Activity
The output should be every line below that includes the word "const".

Record set
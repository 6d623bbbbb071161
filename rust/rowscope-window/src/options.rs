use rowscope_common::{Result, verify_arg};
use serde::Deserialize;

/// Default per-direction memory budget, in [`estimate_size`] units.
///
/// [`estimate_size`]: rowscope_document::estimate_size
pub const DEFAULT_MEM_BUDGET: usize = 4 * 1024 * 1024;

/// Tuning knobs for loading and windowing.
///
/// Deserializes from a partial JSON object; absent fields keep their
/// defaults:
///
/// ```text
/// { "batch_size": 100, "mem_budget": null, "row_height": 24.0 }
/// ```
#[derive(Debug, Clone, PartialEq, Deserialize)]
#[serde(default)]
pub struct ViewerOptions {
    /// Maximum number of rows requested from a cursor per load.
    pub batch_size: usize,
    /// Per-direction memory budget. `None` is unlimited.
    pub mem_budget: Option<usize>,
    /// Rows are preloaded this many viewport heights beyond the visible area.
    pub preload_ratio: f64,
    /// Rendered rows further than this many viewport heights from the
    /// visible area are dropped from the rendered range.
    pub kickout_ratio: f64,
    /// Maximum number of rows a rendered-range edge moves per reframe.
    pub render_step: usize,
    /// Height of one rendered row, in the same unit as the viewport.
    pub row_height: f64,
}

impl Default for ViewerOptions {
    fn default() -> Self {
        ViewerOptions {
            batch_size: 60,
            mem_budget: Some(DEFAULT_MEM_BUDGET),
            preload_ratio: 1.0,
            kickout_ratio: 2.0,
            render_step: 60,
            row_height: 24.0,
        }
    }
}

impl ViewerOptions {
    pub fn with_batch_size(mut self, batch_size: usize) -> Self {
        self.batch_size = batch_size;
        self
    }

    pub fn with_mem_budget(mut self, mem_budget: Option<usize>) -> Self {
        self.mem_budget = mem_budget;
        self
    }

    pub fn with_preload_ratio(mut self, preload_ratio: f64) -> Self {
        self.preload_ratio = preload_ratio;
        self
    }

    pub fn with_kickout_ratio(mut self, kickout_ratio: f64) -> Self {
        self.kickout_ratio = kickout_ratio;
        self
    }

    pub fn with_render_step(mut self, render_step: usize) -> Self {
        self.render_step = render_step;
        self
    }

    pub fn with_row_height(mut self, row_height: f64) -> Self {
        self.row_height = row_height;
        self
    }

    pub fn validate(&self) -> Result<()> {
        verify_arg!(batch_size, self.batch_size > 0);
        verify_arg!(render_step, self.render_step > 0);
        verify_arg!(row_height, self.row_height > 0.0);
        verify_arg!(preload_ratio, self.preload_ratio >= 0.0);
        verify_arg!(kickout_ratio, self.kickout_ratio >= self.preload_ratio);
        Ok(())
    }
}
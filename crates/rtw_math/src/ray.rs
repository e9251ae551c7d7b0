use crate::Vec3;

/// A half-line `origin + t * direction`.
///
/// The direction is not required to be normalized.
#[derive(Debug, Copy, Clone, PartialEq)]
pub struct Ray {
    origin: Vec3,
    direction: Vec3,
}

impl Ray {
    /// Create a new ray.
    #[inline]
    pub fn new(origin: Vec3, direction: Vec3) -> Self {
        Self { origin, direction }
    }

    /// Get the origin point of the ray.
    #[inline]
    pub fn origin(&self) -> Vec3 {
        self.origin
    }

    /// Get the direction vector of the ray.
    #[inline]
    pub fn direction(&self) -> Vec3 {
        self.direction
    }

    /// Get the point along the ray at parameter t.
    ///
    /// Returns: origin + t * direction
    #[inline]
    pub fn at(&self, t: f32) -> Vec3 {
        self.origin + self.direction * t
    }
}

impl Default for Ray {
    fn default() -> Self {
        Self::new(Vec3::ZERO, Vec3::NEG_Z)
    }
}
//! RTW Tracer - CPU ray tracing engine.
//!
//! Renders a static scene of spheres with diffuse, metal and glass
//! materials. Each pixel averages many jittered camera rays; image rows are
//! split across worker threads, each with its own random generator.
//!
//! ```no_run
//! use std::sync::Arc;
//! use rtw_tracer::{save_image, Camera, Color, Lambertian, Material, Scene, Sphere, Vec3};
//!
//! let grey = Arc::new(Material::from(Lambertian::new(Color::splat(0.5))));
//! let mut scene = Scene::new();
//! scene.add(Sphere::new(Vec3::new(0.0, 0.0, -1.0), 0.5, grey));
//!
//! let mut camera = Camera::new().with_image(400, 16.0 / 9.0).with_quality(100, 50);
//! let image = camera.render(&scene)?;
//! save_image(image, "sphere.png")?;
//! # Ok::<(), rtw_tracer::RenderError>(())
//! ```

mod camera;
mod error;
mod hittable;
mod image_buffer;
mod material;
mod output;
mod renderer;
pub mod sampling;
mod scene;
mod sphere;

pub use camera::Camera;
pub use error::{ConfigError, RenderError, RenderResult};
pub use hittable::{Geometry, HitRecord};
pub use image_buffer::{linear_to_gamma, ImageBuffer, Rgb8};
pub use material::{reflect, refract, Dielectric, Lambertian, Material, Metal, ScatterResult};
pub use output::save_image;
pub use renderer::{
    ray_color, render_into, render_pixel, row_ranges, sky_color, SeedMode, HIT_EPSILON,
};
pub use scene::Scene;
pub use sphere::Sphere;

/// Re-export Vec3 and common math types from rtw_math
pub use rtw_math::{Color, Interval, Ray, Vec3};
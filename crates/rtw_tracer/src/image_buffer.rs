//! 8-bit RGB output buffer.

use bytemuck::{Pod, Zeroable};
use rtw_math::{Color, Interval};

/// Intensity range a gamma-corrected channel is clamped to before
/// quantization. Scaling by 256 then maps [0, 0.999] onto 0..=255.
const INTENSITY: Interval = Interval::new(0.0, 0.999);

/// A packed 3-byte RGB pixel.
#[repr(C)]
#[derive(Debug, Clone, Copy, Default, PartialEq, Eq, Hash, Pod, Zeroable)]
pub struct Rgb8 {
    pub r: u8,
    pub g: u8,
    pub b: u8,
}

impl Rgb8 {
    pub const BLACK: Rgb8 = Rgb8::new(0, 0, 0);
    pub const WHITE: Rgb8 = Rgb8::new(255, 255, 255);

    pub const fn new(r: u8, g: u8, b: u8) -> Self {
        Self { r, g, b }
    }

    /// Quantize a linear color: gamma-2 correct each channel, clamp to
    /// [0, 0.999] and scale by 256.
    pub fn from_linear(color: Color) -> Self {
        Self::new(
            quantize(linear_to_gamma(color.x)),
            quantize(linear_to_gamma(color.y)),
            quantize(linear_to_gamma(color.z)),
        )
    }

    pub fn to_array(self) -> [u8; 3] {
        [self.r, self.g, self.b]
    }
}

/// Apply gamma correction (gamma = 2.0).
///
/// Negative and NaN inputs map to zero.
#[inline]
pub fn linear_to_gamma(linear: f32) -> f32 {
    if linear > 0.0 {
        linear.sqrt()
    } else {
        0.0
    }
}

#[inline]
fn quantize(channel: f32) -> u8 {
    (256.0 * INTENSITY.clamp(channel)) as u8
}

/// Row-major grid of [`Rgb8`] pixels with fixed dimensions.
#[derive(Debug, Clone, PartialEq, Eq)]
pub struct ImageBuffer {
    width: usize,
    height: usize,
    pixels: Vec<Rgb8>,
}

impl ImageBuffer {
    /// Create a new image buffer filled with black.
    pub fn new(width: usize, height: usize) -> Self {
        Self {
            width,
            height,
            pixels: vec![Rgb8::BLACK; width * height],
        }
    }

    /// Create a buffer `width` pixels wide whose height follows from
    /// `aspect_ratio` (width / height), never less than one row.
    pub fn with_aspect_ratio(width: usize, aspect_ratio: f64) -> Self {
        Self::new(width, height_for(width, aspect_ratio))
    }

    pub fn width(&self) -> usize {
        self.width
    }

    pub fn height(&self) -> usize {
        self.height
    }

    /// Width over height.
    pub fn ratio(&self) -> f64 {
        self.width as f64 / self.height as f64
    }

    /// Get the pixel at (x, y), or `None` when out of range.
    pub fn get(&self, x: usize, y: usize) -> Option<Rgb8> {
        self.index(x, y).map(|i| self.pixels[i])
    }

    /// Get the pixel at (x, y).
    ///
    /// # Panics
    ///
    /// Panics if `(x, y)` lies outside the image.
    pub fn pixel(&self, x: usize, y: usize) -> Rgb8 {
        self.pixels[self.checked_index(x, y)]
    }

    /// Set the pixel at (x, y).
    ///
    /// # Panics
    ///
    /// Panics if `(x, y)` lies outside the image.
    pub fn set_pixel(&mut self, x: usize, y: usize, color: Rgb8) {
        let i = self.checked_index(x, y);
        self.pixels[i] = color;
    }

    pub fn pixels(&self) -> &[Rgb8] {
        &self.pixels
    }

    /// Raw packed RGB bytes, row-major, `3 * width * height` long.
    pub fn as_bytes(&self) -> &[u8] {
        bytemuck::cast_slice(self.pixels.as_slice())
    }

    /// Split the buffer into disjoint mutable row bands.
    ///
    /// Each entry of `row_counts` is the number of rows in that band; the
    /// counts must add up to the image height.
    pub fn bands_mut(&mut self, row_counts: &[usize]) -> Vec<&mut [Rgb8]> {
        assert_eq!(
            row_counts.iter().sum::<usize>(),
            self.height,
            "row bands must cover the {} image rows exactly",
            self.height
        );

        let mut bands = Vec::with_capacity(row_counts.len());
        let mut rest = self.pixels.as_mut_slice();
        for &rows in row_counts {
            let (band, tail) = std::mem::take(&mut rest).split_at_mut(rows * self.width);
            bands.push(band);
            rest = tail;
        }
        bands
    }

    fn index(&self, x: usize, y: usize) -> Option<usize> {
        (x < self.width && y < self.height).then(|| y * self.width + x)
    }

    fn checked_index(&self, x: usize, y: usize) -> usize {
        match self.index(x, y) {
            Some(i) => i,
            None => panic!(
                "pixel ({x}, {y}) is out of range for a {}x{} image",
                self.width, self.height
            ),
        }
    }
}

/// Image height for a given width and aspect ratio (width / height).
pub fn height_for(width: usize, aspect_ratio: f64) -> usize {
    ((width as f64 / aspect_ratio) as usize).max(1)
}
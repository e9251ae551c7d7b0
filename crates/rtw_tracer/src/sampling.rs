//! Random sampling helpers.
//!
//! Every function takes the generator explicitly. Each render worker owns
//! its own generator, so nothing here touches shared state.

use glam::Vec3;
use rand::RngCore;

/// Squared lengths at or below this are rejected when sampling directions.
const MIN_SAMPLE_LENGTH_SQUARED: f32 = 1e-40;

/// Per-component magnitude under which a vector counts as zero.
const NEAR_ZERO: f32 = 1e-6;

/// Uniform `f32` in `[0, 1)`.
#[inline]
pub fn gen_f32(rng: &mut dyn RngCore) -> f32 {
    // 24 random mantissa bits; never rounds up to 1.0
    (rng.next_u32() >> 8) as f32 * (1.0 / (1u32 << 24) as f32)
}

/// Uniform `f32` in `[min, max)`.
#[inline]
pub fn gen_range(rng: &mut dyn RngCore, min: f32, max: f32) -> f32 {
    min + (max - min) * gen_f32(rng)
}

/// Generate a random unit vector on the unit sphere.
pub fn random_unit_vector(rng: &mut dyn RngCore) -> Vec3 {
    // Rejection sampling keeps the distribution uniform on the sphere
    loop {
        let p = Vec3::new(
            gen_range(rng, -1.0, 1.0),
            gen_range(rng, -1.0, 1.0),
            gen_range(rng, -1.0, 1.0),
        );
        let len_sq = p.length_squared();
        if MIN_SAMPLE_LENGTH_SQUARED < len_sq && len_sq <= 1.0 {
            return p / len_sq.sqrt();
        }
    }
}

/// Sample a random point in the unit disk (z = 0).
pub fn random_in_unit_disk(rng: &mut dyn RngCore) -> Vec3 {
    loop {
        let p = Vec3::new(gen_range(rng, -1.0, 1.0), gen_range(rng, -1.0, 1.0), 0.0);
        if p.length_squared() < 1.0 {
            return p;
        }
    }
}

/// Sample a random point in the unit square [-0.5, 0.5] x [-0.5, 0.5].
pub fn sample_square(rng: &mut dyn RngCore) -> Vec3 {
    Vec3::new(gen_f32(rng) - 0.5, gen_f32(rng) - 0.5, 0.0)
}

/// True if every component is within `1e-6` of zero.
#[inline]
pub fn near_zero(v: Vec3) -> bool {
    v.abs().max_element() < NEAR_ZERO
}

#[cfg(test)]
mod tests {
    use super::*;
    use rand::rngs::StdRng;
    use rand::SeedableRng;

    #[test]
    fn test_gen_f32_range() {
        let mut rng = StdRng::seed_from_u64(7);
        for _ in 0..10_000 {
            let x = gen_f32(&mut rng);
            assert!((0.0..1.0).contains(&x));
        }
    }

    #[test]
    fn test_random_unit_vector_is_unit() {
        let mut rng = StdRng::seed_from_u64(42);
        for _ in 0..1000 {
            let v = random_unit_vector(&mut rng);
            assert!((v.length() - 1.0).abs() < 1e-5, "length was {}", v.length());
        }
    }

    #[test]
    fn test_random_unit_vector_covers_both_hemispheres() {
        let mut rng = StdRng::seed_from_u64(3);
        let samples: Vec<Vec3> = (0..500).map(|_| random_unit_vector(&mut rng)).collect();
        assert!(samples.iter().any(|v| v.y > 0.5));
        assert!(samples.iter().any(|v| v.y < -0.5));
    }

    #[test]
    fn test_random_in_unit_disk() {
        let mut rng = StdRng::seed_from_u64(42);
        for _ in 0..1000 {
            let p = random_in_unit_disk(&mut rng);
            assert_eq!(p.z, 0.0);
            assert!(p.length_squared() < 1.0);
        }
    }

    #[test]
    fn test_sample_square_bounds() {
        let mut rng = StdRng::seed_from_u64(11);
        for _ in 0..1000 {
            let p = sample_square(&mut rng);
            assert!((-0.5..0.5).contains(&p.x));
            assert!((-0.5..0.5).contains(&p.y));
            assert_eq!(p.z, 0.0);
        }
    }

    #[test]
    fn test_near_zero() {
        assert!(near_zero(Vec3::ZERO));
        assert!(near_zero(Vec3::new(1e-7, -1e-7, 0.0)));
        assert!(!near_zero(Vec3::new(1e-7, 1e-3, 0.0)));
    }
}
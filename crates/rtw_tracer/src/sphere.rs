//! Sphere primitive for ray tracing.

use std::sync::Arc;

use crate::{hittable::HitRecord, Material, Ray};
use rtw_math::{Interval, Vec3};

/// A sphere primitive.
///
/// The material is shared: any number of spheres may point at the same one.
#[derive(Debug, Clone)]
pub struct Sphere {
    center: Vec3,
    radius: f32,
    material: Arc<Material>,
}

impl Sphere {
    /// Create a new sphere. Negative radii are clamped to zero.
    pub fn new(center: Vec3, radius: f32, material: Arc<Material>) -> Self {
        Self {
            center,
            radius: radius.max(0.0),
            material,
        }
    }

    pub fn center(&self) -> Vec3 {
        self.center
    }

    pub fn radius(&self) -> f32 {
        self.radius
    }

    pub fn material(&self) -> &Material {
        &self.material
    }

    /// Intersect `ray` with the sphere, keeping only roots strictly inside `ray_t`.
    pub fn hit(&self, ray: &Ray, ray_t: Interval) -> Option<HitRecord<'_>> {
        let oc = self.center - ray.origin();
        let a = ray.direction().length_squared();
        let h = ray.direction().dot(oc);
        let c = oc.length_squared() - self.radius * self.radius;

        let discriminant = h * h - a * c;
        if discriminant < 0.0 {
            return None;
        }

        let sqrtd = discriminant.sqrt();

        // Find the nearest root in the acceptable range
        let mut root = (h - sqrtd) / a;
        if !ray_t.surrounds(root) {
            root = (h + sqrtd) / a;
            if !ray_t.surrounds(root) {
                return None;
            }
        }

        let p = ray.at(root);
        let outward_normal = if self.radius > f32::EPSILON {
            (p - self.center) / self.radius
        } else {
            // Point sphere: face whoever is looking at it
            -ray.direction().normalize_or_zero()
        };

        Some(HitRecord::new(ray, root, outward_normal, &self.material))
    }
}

Answer area
pub const DEFAULT_MEM_BUDGET: usize = 4 * 1024 * 1024;
const INTENSITY: Interval = Interval::new(0.0, 0.999);
    pub const BLACK: Rgb8 = Rgb8::new(0, 0, 0);
    pub const WHITE: Rgb8 = Rgb8::new(255, 255, 255);
    pub const fn new(r: u8, g: u8, b: u8) -> Self {
const MIN_SAMPLE_LENGTH_SQUARED: f32 = 1e-40;
const NEAR_ZERO: f32 = 1e-6;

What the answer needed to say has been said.